The condom is getting an overall refresher that’s designed to both update its sex appeal and improve its functionality. While most people are aware of the important role that condoms can play in preventing unwanted pregnancy and controlling the spread of HIV and other sexual diseases, prophylactics still suffer from poor image and widespread misconceptions.
Many men lament what they describe as the ‘dulling’ of pleasurable sensation that occurs with condom use, which tends to make them unenthusiastic glove wearers. In cultures that believe HIV is spread through witchcraft, condom use is deemed unnecessary.
The Gates Foundation, in search of a way to reduce and prevent the spread of HIV internationally and especially in hard-hit areas such as south Asia and sub-Saharan Africa, extended an open invitation to scientists and product designers to re-imagine the condom, making it easier to use and more attractive.
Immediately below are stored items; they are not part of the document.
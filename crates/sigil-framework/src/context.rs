//! Per-invocation context.
//!
//! A [`CommandContext`] is built by the router for every dispatched command
//! (and for the ping handler and middleware). Descending into a sub-command
//! builds a fresh context that shares the transport, event, router and
//! storage but carries re-sliced arguments and the narrower command.

use std::any::Any;
use std::sync::Arc;

use sigil_core::{BoxedTransport, Embed, MessageEvent, TransportResult};

use crate::args::Arguments;
use crate::command::Command;
use crate::router::Router;

/// An opaque storage handle passed through to handlers untouched.
///
/// Usually a database pool; handlers get it back with
/// [`CommandContext::storage`].
pub type StorageHandle = Arc<dyn Any + Send + Sync>;

/// The context handed to command handlers, the ping handler and middleware.
#[derive(Clone)]
pub struct CommandContext {
    transport: BoxedTransport,
    event: Arc<MessageEvent>,
    args: Arguments,
    router: Router,
    command: Option<Arc<Command>>,
    storage: Option<StorageHandle>,
}

impl CommandContext {
    pub(crate) fn new(
        router: Router,
        event: Arc<MessageEvent>,
        args: Arguments,
        command: Option<Arc<Command>>,
    ) -> Self {
        Self {
            transport: Arc::clone(router.transport()),
            storage: router.storage_handle().cloned(),
            event,
            args,
            router,
            command,
        }
    }

    /// Builds the context for `child`, dropping the first argument.
    pub(crate) fn descend(&self, child: Arc<Command>) -> Self {
        Self {
            transport: Arc::clone(&self.transport),
            event: Arc::clone(&self.event),
            args: self.args.rest(1),
            router: self.router.clone(),
            command: Some(child),
            storage: self.storage.clone(),
        }
    }

    /// The platform connection.
    pub fn transport(&self) -> &BoxedTransport {
        &self.transport
    }

    /// The message that triggered this invocation.
    pub fn event(&self) -> &MessageEvent {
        &self.event
    }

    /// Arguments left for the resolved command.
    pub fn args(&self) -> &Arguments {
        &self.args
    }

    /// The router that dispatched this invocation.
    pub fn router(&self) -> &Router {
        &self.router
    }

    /// The resolved command. `None` for the ping handler and middleware.
    pub fn command(&self) -> Option<&Arc<Command>> {
        self.command.as_ref()
    }

    /// The raw storage handle, if one was configured.
    pub fn storage_handle(&self) -> Option<&StorageHandle> {
        self.storage.as_ref()
    }

    /// The storage handle downcast to `T`.
    ///
    /// Returns `None` when no handle is configured or it is not a `T`.
    pub fn storage<T: Any + Send + Sync>(&self) -> Option<Arc<T>> {
        self.storage.clone()?.downcast::<T>().ok()
    }

    /// Replies with plain text in the originating channel.
    pub async fn respond_text(&self, text: &str) -> TransportResult<String> {
        self.transport.send_text(&self.event.channel_id, text).await
    }

    /// Replies with an embed in the originating channel.
    pub async fn respond_embed(&self, embed: &Embed) -> TransportResult<String> {
        self.transport
            .send_embed(&self.event.channel_id, embed)
            .await
    }

    /// Replies with text and an embed in the originating channel.
    pub async fn respond_text_embed(&self, text: &str, embed: &Embed) -> TransportResult<String> {
        self.transport
            .send_text_embed(&self.event.channel_id, text, embed)
            .await
    }
}

impl std::fmt::Debug for CommandContext {
    fn fmt(&self, f: &mut std::fmt::Formatter<'_>) -> std::fmt::Result {
        f.debug_struct("CommandContext")
            .field("event", &self.event)
            .field("args", &self.args)
            .field("command", &self.command.as_ref().map(|c| c.path()))
            .field("has_storage", &self.storage.is_some())
            .finish_non_exhaustive()
    }
}

#[cfg(test)]
mod tests {
    use super::*;
    use crate::testing::{Call, MockTransport, test_router};

    use sigil_core::Author;

    struct Db {
        url: &'static str,
    }

    #[tokio::test]
    async fn test_storage_downcast() {
        let transport = MockTransport::new("bot");
        let db: StorageHandle = Arc::new(Db { url: "sqlite::memory:" });
        let router = test_router(&transport, |b| b.storage(db));

        let event = Arc::new(MessageEvent::new("m", "c", Author::user("u", "u"), "!x"));
        let ctx = CommandContext::new(router, event, Arguments::empty(), None);

        assert_eq!(ctx.storage::<Db>().map(|d| d.url), Some("sqlite::memory:"));
        assert!(ctx.storage::<String>().is_none());
    }

    #[tokio::test]
    async fn test_respond_targets_originating_channel() {
        let transport = MockTransport::new("bot");
        let router = test_router(&transport, |b| b);

        let event = Arc::new(MessageEvent::new("m", "chan-7", Author::user("u", "u"), "!x"));
        let ctx = CommandContext::new(router, event, Arguments::empty(), None);

        ctx.respond_text("hello").await.unwrap();
        ctx.respond_embed(&Embed::new().title("t")).await.unwrap();

        let calls = transport.calls();
        assert!(matches!(&calls[0], Call::SendText { channel_id, content }
            if channel_id == "chan-7" && content == "hello"));
        assert!(matches!(&calls[1], Call::SendEmbed { channel_id, .. } if channel_id == "chan-7"));
    }
}
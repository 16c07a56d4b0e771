//! Logging setup on top of `tracing-subscriber`.
//!
//! # Configuration-Based Initialization
//!
//! ```rust,ignore
//! use sigil_runtime::{config::load_config, logging};
//!
//! let config = load_config()?;
//! logging::init_from_config(&config.logging);
//! ```
//!
//! # Manual Initialization
//!
//! ```rust,ignore
//! use sigil_runtime::logging::{LoggingBuilder, SpanEvents};
//!
//! LoggingBuilder::new()
//!     .directive("sigil_framework=debug")
//!     .span_events(SpanEvents::LIFECYCLE)
//!     .init();
//! ```

use std::ffi::OsStr;
use std::path::{Path, PathBuf};

use tracing_appender::rolling;
use tracing_subscriber::prelude::*;
use tracing_subscriber::util::TryInitError;
use tracing_subscriber::{EnvFilter, fmt};

use crate::config::{LogFormat, LogOutput, LogRotation, LoggingConfig, SpanEventConfig};

/// Which span lifecycle events are logged.
#[derive(Debug, Clone, Copy, Default, PartialEq, Eq)]
pub struct SpanEvents {
    pub new: bool,
    pub enter: bool,
    pub exit: bool,
    pub close: bool,
}

impl SpanEvents {
    /// No span events.
    pub const NONE: Self = Self {
        new: false,
        enter: false,
        exit: false,
        close: false,
    };

    /// Span creation and close.
    pub const LIFECYCLE: Self = Self {
        new: true,
        enter: false,
        exit: false,
        close: true,
    };

    /// Every span event.
    pub const FULL: Self = Self {
        new: true,
        enter: true,
        exit: true,
        close: true,
    };

    fn to_fmt_span(self) -> fmt::format::FmtSpan {
        let mut span = fmt::format::FmtSpan::NONE;
        if self.new {
            span |= fmt::format::FmtSpan::NEW;
        }
        if self.enter {
            span |= fmt::format::FmtSpan::ENTER;
        }
        if self.exit {
            span |= fmt::format::FmtSpan::EXIT;
        }
        if self.close {
            span |= fmt::format::FmtSpan::CLOSE;
        }
        span
    }
}

impl From<&SpanEventConfig> for SpanEvents {
    fn from(config: &SpanEventConfig) -> Self {
        Self {
            new: config.new,
            enter: config.enter,
            exit: config.exit,
            close: config.close,
        }
    }
}

/// Initializes logging from a [`LoggingConfig`].
///
/// Does nothing if a global subscriber is already installed.
pub fn init_from_config(config: &LoggingConfig) {
    let _ = LoggingBuilder::from_config(config).try_init();
}

/// A builder for the global `tracing` subscriber.
#[derive(Debug, Default)]
pub struct LoggingBuilder {
    directives: Vec<String>,
    level: Option<tracing::Level>,
    span_events: SpanEvents,
    format: LogFormat,
    output: LogOutput,
    with_target: bool,
    with_thread_ids: bool,
    with_file: bool,
    with_line_number: bool,
    file_path: Option<PathBuf>,
    rotation: LogRotation,
}

impl LoggingBuilder {
    /// Compact output to stdout with targets.
    pub fn new() -> Self {
        Self {
            with_target: true,
            ..Default::default()
        }
    }

    /// Creates a builder from a [`LoggingConfig`].
    pub fn from_config(config: &LoggingConfig) -> Self {
        let mut builder = Self::new();

        builder.level = Some(config.level.to_tracing_level());
        builder.format = config.format;
        builder.output = config.output;
        builder.span_events = SpanEvents::from(&config.span_events);
        builder.with_thread_ids = config.thread_ids;
        builder.with_file = config.file_location;
        builder.with_line_number = config.file_location;
        builder.file_path.clone_from(&config.file_path);
        builder.rotation = config.rotation;

        let mut filters: Vec<_> = config.filters.iter().collect();
        filters.sort_by(|a, b| a.0.cmp(b.0));
        for (module, level) in filters {
            builder.directives.push(format!("{module}={level}"));
        }

        builder
    }

    /// Sets the global log level.
    pub fn with_level(mut self, level: tracing::Level) -> Self {
        self.level = Some(level);
        self
    }

    /// Adds a filter directive such as `sigil_framework=trace`.
    pub fn directive(mut self, directive: &str) -> Self {
        self.directives.push(directive.to_string());
        self
    }

    pub fn span_events(mut self, events: SpanEvents) -> Self {
        self.span_events = events;
        self
    }

    pub fn format(mut self, format: LogFormat) -> Self {
        self.format = format;
        self
    }

    pub fn output(mut self, output: LogOutput) -> Self {
        self.output = output;
        self
    }

    pub fn with_target(mut self, enabled: bool) -> Self {
        self.with_target = enabled;
        self
    }

    pub fn with_thread_ids(mut self, enabled: bool) -> Self {
        self.with_thread_ids = enabled;
        self
    }

    /// Include source file and line number.
    pub fn with_file_location(mut self, enabled: bool) -> Self {
        self.with_file = enabled;
        self.with_line_number = enabled;
        self
    }

    /// Sets the log file for [`LogOutput::File`].
    pub fn file_path(mut self, path: impl Into<PathBuf>) -> Self {
        self.file_path = Some(path.into());
        self
    }

    pub fn rotation(mut self, rotation: LogRotation) -> Self {
        self.rotation = rotation;
        self
    }

    /// `RUST_LOG` if set, otherwise the configured level, plus directives.
    fn build_filter(&self) -> EnvFilter {
        let base_level = self.level.unwrap_or(tracing::Level::INFO);
        let base_filter = base_level.to_string().to_lowercase();

        let mut filter =
            EnvFilter::try_from_default_env().unwrap_or_else(|_| EnvFilter::new(&base_filter));

        for directive in &self.directives {
            match directive.parse() {
                Ok(d) => filter = filter.add_directive(d),
                Err(e) => eprintln!("Ignoring invalid log directive {directive:?}: {e}"),
            }
        }

        filter
    }

    /// Installs the subscriber, ignoring an already installed one.
    pub fn init(self) {
        let _ = self.try_init();
    }

    /// Installs the subscriber.
    pub fn try_init(self) -> Result<(), TryInitError> {
        let filter = self.build_filter();
        let span_events = self.span_events.to_fmt_span();

        macro_rules! configure_layer {
            ($layer:expr) => {
                $layer
                    .with_span_events(span_events.clone())
                    .with_target(self.with_target)
                    .with_thread_ids(self.with_thread_ids)
                    .with_file(self.with_file)
                    .with_line_number(self.with_line_number)
            };
        }

        macro_rules! init_with_writer {
            ($writer:expr) => {
                match self.format {
                    #[cfg(feature = "json-log")]
                    LogFormat::Json => {
                        let layer = fmt::layer()
                            .json()
                            .with_span_events(span_events.clone())
                            .with_writer($writer);
                        tracing_subscriber::registry()
                            .with(layer)
                            .with(filter)
                            .try_init()
                    }
                    LogFormat::Compact => {
                        let layer = configure_layer!(fmt::layer().compact().with_writer($writer));
                        tracing_subscriber::registry()
                            .with(layer)
                            .with(filter)
                            .try_init()
                    }
                    LogFormat::Full => {
                        let layer = configure_layer!(fmt::layer().with_writer($writer));
                        tracing_subscriber::registry()
                            .with(layer)
                            .with(filter)
                            .try_init()
                    }
                    LogFormat::Pretty => {
                        let layer = configure_layer!(fmt::layer().pretty().with_writer($writer));
                        tracing_subscriber::registry()
                            .with(layer)
                            .with(filter)
                            .try_init()
                    }
                }
            };
        }

        match (self.output, self.file_path.as_deref()) {
            (LogOutput::Stdout, _) => init_with_writer!(std::io::stdout),
            (LogOutput::Stderr, _) => init_with_writer!(std::io::stderr),
            (LogOutput::File, Some(path)) => {
                let appender = file_appender(path, self.rotation);
                init_with_writer!(appender)
            }
            (LogOutput::File, None) => {
                eprintln!("File output requested but no file path configured, falling back to stdout");
                init_with_writer!(std::io::stdout)
            }
        }
    }
}

fn file_appender(path: &Path, rotation: LogRotation) -> rolling::RollingFileAppender {
    let directory = path.parent().unwrap_or_else(|| Path::new("."));
    let file_name = path.file_name().unwrap_or_else(|| OsStr::new("sigil.log"));
    match rotation {
        LogRotation::Never => rolling::never(directory, file_name),
        LogRotation::Hourly => rolling::hourly(directory, file_name),
        LogRotation::Daily => rolling::daily(directory, file_name),
    }
}
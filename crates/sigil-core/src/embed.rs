//! Structured ("embed") messages.
//!
//! Only the subset of fields the dispatcher's built-in flows render is
//! modelled. Transports map it onto their platform's rich message format.

use serde::{Deserialize, Serialize};
use time::OffsetDateTime;
use time::format_description::well_known::Rfc3339;

/// A single titled field inside an [`Embed`].
#[derive(Debug, Clone, PartialEq, Eq, Serialize, Deserialize)]
pub struct EmbedField {
    /// Field title.
    pub name: String,
    /// Field body.
    pub value: String,
    /// Whether the platform may lay the field out next to its neighbours.
    #[serde(default)]
    pub inline: bool,
}

/// A structured message.
#[derive(Debug, Clone, Default, PartialEq, Eq, Serialize, Deserialize)]
pub struct Embed {
    /// Title line.
    #[serde(default, skip_serializing_if = "Option::is_none")]
    pub title: Option<String>,
    /// Body text under the title.
    #[serde(default, skip_serializing_if = "Option::is_none")]
    pub description: Option<String>,
    /// Accent colour as `0xRRGGBB`.
    #[serde(default)]
    pub color: u32,
    /// RFC 3339 timestamp shown in the footer.
    #[serde(default, skip_serializing_if = "Option::is_none")]
    pub timestamp: Option<String>,
    /// Ordered fields.
    #[serde(default)]
    pub fields: Vec<EmbedField>,
}

impl Embed {
    /// Yellow, used for informational embeds.
    pub const COLOR_INFO: u32 = 0xffff00;
    /// Red, used for error embeds.
    pub const COLOR_ERROR: u32 = 0xff0000;

    /// Creates an empty embed.
    pub fn new() -> Self {
        Self::default()
    }

    /// Sets the title.
    pub fn title(mut self, title: impl Into<String>) -> Self {
        self.title = Some(title.into());
        self
    }

    /// Sets the description.
    pub fn description(mut self, description: impl Into<String>) -> Self {
        self.description = Some(description.into());
        self
    }

    /// Sets the accent colour.
    pub fn color(mut self, color: u32) -> Self {
        self.color = color;
        self
    }

    /// Stamps the embed with the current UTC time.
    pub fn timestamp_now(mut self) -> Self {
        self.timestamp = OffsetDateTime::now_utc().format(&Rfc3339).ok();
        self
    }

    /// Appends a non-inline field.
    pub fn field(mut self, name: impl Into<String>, value: impl Into<String>) -> Self {
        self.fields.push(EmbedField {
            name: name.into(),
            value: value.into(),
            inline: false,
        });
        self
    }

    /// Returns the value of the first field called `name`.
    pub fn field_value(&self, name: &str) -> Option<&str> {
        self.fields
            .iter()
            .find(|f| f.name == name)
            .map(|f| f.value.as_str())
    }
}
According to Fast Company, the Foundation received hundreds of responses and has chosen 19 concepts; each one will receive $100,000 in development money.
Among the most intriguing ideas, are female condoms, admittedly in their developmental infancy, which would be applied like tampons.
Others ideas chosen for funding, include the development of strong materials designed to enhance sensitivity by impersonating human skin — gelatin-like hydrogels, for example, promise to increase and naturalize lubrication.
Application is an ongoing issue for condom users who will be relieved to know that help is on the way, with one developer working on a prophylactic that can be donned with one hand in under a second. While antioxidant-infused condoms are being engineered to maximize pleasure and an internal silicone condom is in the works also.
When it comes to sex, passion, impulse and the promise of instant gratification can override sober risk assessment — the hope is that by making the condom a seamless aspect of the sexual act, pleasure and risk will operate as partners in prevention rather than as adversaries.